Researchers from Stability AI and Tripo AI have unveiled TripoSR, an AI model that enables 3D reconstruction of objects from a single image in less than 0.5 seconds on an Nvidia A100. TripoSR is said to be superior to other open source alternatives in both quality and quantity.
Such models have great potential for the entertainment, gaming, industrial design, and architecture industries by enabling fast and efficient visualization of 3D objects.
TripoSR uses NeRF and Vision Transformer
TripoSR uses a single RGB image as input. This image serves as the basis for the subsequent 3D reconstruction. First, the image is processed by a pre-trained image encoder based on a vision transformer (DINOv1). This step converts the image into a set of latent vectors that encode both global and local features of the image. These vectors contain the information necessary to reconstruct the 3D object.
A decoder then converts the latent vectors into a triplane NeRF representation, a 3D representation suitable for objects with complex shapes and textures. The decoder uses transformer layers that allow it to learn relationships between different parts of the triplane representation while integrating global and local image features.

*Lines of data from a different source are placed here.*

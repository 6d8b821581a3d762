//! Client for the hosted product catalog (a `PostgREST` view named
//! `products_clean`) plus the pagination state the storefront keeps.

pub mod client;
pub mod error;
pub mod filters;
pub mod page;
pub mod state;

pub use client::CatalogClient;
pub use error::CatalogError;
pub use filters::{parse_category_filter, CatalogFilters, SortKey};
pub use page::{parse_total_count, total_pages, ProductPage};
pub use state::{CatalogState, PageWindow};
pub mod app_config;
pub mod brands;
pub mod category;
pub mod config;
pub mod currency;
pub mod error;
pub mod images;
pub mod products;
pub mod tax;

pub use app_config::{AffiliateCodes, AppConfig, Environment};
pub use brands::{default_brand_table, load_brands, BrandEntry, BrandSearch, BrandsFile};
pub use category::{map_product_category, Category};
pub use config::{load_app_config, load_app_config_from_env};
pub use currency::{format_price, Currency, ExchangeRates, DEFAULT_ARS_PER_USD};
pub use error::{ConfigError, CoreError};
pub use images::{image_or_placeholder, normalize_imgur_url, PLACEHOLDER_IMAGE_URL};
pub use products::Product;
pub use tax::TaxEstimate;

Unlike other approaches that require camera parameters, such as information about the camera's position in space, TripoSR "guesses" these parameters during training and inference. This increases the robustness of the model by eliminating the need for precise camera information.
To further improve performance, the team made other specific optimizations, including pre-selecting realistic and high-quality 3D models for training from the Objaverse dataset.
Demo and a first ComfyUI node are already available
The source code and model weights of TripoSR are available for download under the MIT license, which permits use for commercial, personal, and research purposes.
There is a demo on Hugging Face. There is also a first community implementation for the ComfyUI interface.
More examples, the code, and the model are available on Github and Hugging Face.